Chantry Cottage Chantry House
- WRENN ID
- pale-floor-bistre
- Grade
- II
- Local Planning Authority
- Cotswold
- Country
- England
- Date first listed
- 12 February 1988
- Type
- Rectory
- Source
- Historic England listing
Description
Chantry House and Chantry Cottage is a former rectory built by James Piers St Aubyn around 1856. The building is constructed from coursed squared and dressed limestone, featuring a red tile roof. Each stack has a base made of coursed squared and dressed limestone, with shafts that are banded in squared and dressed limestone and red brick. The structure has a basic rectangular plan, with the cottage located at the north-east gable end.
The building stands 2 and a half storeys tall, with two-storey and one and a half storey extensions. The main garden front has three bays, with a gable front on the left side. There is a two-storey canted bay at the gable, which includes trefoil-headed stone-mullioned casements on the ground floor. The first floor features stone-mullioned casements with shouldered heads, while the right side has a four-light stone-mullioned trefoil-headed casement on the ground floor. Above, there is a two-light stone-mullioned casement and a three-light stone-mullioned casement with shouldered heads on the first floor, along with a two-light stone-mullioned casement in the attic above the canted bay.
The central entrance features a 19th-century segmental-pointed part-glazed door with four small panels at the bottom. A large 20th-century three-light roof dormer with steel casements is also present. To the left, there is a two-windowed extension that includes one two-light and one three-light stone-mullioned casement with shouldered heads, and similar two-light casements in the half dormers on the first floor. The one and a half storey extension to the right has a 20th-century double glass door.

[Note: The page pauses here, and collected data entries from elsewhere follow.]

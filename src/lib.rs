// SPDX-License-Identifier: MIT
// Copyright 2026 Roland Dreier <roland@kernel.org>

//! Strava Dashboard: lifetime and per-sport statistics from Strava
//!
//! This crate fetches the athlete's activities and nearby segments once at
//! startup and serves an HTML dashboard plus JSON endpoints for the map.

pub mod config;
pub mod error;
pub mod middleware;
pub mod models;
pub mod routes;
pub mod services;
pub mod time_utils;

use chrono::{DateTime, Utc};
use config::Config;
use models::{Activity, Segment};
use services::{PhotoService, StravaService};

/// Shared application state, built once in `main`.
///
/// `activities` and `segments` are read-only after startup.
pub struct AppState {
    pub config: Config,
    pub strava: StravaService,
    pub photos: PhotoService,
    /// All activities, newest first (Strava's order)
    pub activities: Vec<Activity>,
    pub segments: Vec<Segment>,
    /// When activities and segments were fetched
    pub fetched_at: DateTime<Utc>,
}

On the entrance front, trefoil-headed stone-mullioned windows are found on the ground floor, with similar stone-mullioned casements with shouldered heads on the first floor. The central entrance has double part-glazed doors set within a flat-chamfered pointed-arched surround with a segmental-pointed arch. The building features large gable-end stacks, some of which are twin, with one stack pierced by a lancet-shaped opening. A wall with a segmental pointed arch extends north-east from the front left-hand corner of the entrance front for approximately 15 meters. The interior of the house has not been inspected.